Bangladeshi business executive and singer-songwriter

Sabbir Hasan Nasir (born 24 October 1972) is a Bangladeshi business executive, entrepreneur, author, and musician. He is the Managing Director of ACI Logistics Limited, the operator of Shwapno, one of Bangladesh’s largest grocery retail chains. Nasir is known for leading Shwapno’s transformation from a
loss-making retail chain into a franchise-led national retail platform,with media reports citing more than 1,000 outlets, eight consecutive years of positive
EBITDA, three years of positive operating profit, a 20
fold increase in store network, and 14-fold sales
growth. His work has also included food safety, GLOBALG.A.P. certified sourcing, inclusive
employment, sustainability initiatives, and business model innovation. He is associated with Novastra Global Partners LLC, a Florida-based advisory company focused on business transformation and investor-readiness.
In addition to his business career, Nasir is active as a singer, composer, and songwriter, working in genres including folk fusion, indie pop, and blues.

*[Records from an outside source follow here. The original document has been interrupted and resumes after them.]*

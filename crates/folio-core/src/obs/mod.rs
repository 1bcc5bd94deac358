//! Observability: runtime telemetry (metrics) and sink abstractions.
//!
//! Execution code never touches `metrics` directly; every counter update
//! flows through `MetricsEvent` and a `MetricsSink`.

pub(crate) mod metrics;
pub(crate) mod sink;

// re-exports
pub use metrics::{EngineMetrics, MutationCounters, OpCounters, TypeCounters};
pub use sink::{
    ExecKind, GlobalMetricsSink, MetricsEvent, MetricsSink, metrics_report, metrics_reset_all,
};
mod compile;
mod parse;

use crate::{
    db::predicate::{FilterNode, Predicate, ReferenceLookup, compile as compile_filter},
    test_support::blog_registry,
    value::{Document, DocumentId},
};
use std::collections::BTreeMap;

///
/// Docs
///
/// Minimal lookup over an in-test document set.
///

#[derive(Default)]
struct Docs {
    by_key: BTreeMap<(String, DocumentId), Document>,
}

impl Docs {
    fn with(mut self, document: Document) -> Self {
        self.by_key.insert(
            (document.doc_type().to_string(), document.id().clone()),
            document,
        );
        self
    }
}

impl ReferenceLookup for Docs {
    fn lookup(&self, doc_type: &str, id: &DocumentId) -> Option<&Document> {
        self.by_key.get(&(doc_type.to_string(), id.clone()))
    }
}

fn compile_article(node: &FilterNode) -> Predicate {
    let registry = blog_registry();
    let article = registry.try_get("article").unwrap();

    compile_filter(&registry, article, node).expect("filter should compile")
}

== Early life and education ==
Nasir was born and raised in Khulna, Bangladesh. He studied at Saint Joseph High School, Khulna, and later completed a Bachelor of Science in Mechanical Engineering from the Bangladesh University of Engineering and Technology.
He also completed an MBA from the Institute of Business Administration, University of Dhaka.
He later attended executive education programs at institutions including MIT Sloan School of Management and the University of California, Berkeley. ACI Limited’s announcement of his appointment as Managing Director of Shwapno described him as having more than 28 years of professional experience locally and internationally.

== Career ==

=== Business career===
Nasir began his professional career at Bata Shoe Company. He later worked in Bangladesh and overseas in roles connected with manufacturing, distribution, sales, marketing, and operations. His career included positions at Golfrate H & PC Limited in Angola and Tetra Pak South East Asia Private Limited before he joined the Bangladeshi furniture company OTOBI as Chief Executive Officer.

=== OTOBI ===
From 2006 to 2011, Nasir was Chief Executive Officer of Otobi Limited, a Bangladeshi furniture
manufacturer and retailer. During his tenure, media and company reports described Otobi as undergoing rapid organizational and commercial expansion. Reports stated that the company’s annual revenue increased from approximately ৳150 crore to ৳550 crore, while its retail and distribution network expanded nationwide through showrooms, dealers, and franchise outlets.

During this period, the company introduced new retail formats, category management systems, and visual merchandising practices. Performance management frameworks, including the Balanced Scorecard, were also adopted.

The company expanded its manufacturing capacity through the establishment of a wood manufacturing facility and extended its product range to include office and lifestyle lines. Workforce size increased during these years, alongside developments in branding, customer research, and supply chain operations.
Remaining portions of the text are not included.